• Problem requirements: Determine how many lines in the entries contain the word "analytics", and give that number with no other text.

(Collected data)
• • • • • • •

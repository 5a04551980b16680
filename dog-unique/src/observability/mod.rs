pub mod metrics;
pub mod analytics;

#[cfg(feature = "tracing-basic")]
pub mod tracing;

pub use metrics::{BackendMetrics, UniqueMetrics};
pub use analytics::ObservabilityLayer;

#[cfg(feature = "tracing-basic")]
pub use self::tracing::init_tracing;
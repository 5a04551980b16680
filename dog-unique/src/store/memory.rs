use std::collections::HashMap;
use std::sync::Arc;
use async_trait::async_trait;
use parking_lot::RwLock;

use crate::UniqueResult;
use super::{Clock, LockStore, ScoreRange, SystemClock};

// key -> member -> score
type SortedSets = HashMap<String, HashMap<String, f64>>;

/// In-memory lock store for testing and single-process development
///
/// Every primitive runs under one write lock, which gives the same
/// per-command atomicity Redis provides.
#[derive(Clone)]
pub struct MemoryLockStore {
    sets: Arc<RwLock<SortedSets>>,
    clock: Arc<dyn Clock>,
}

impl MemoryLockStore {
    pub fn new() -> Self {
        Self::with_clock(Arc::new(SystemClock))
    }

    /// Create a store that reads time from `clock`
    pub fn with_clock(clock: Arc<dyn Clock>) -> Self {
        Self {
            sets: Arc::new(RwLock::new(HashMap::new())),
            clock,
        }
    }

    /// Members of `key` with their scores, lowest score first
    pub fn members(&self, key: &str) -> Vec<(String, f64)> {
        let sets = self.sets.read();
        let mut members: Vec<(String, f64)> = sets
            .get(key)
            .map(|set| set.iter().map(|(m, s)| (m.clone(), *s)).collect())
            .unwrap_or_default();
        members.sort_by(|a, b| a.1.total_cmp(&b.1).then_with(|| a.0.cmp(&b.0)));
        members
    }
}

impl Default for MemoryLockStore {
    fn default() -> Self {
        Self::new()
    }
}

#[async_trait]
impl LockStore for MemoryLockStore {
    fn now(&self) -> f64 {
        self.clock.now()
    }

    async fn zadd_gt(&self, key: &str, member: &str, score: f64) -> UniqueResult<bool> {
        let mut sets = self.sets.write();
        let set = sets.entry(key.to_string()).or_default();
        match set.get_mut(member) {
            Some(current) => {
                if score > *current {
                    *current = score;
                }
                Ok(false)
            }
            None => {
                set.insert(member.to_string(), score);
                Ok(true)
            }
        }
    }

    async fn zrem(&self, key: &str, member: &str) -> UniqueResult<bool> {
        let mut sets = self.sets.write();
        let Some(set) = sets.get_mut(key) else {
            return Ok(false);
        };
        let removed = set.remove(member).is_some();
        if set.is_empty() {
            sets.remove(key);
        }
        Ok(removed)
    }

    async fn zscore(&self, key: &str, member: &str) -> UniqueResult<Option<f64>> {
        Ok(self
            .sets
            .read()
            .get(key)
            .and_then(|set| set.get(member).copied()))
    }

    async fn zrem_range_by_score(&self, key: &str, range: ScoreRange) -> UniqueResult<u64> {
        let mut sets = self.sets.write();
        let Some(set) = sets.get_mut(key) else {
            return Ok(0);
        };
        let before = set.len();
        set.retain(|_, score| !range.contains(*score));
        let removed = (before - set.len()) as u64;
        if set.is_empty() {
            sets.remove(key);
        }
        Ok(removed)
    }

    async fn zcount(&self, key: &str, range: ScoreRange) -> UniqueResult<u64> {
        Ok(self
            .sets
            .read()
            .get(key)
            .map(|set| set.values().filter(|score| range.contains(**score)).count() as u64)
            .unwrap_or(0))
    }

    async fn del(&self, key: &str) -> UniqueResult<bool> {
        Ok(self.sets.write().remove(key).is_some())
    }
}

• • • • • • •

• Written response: 2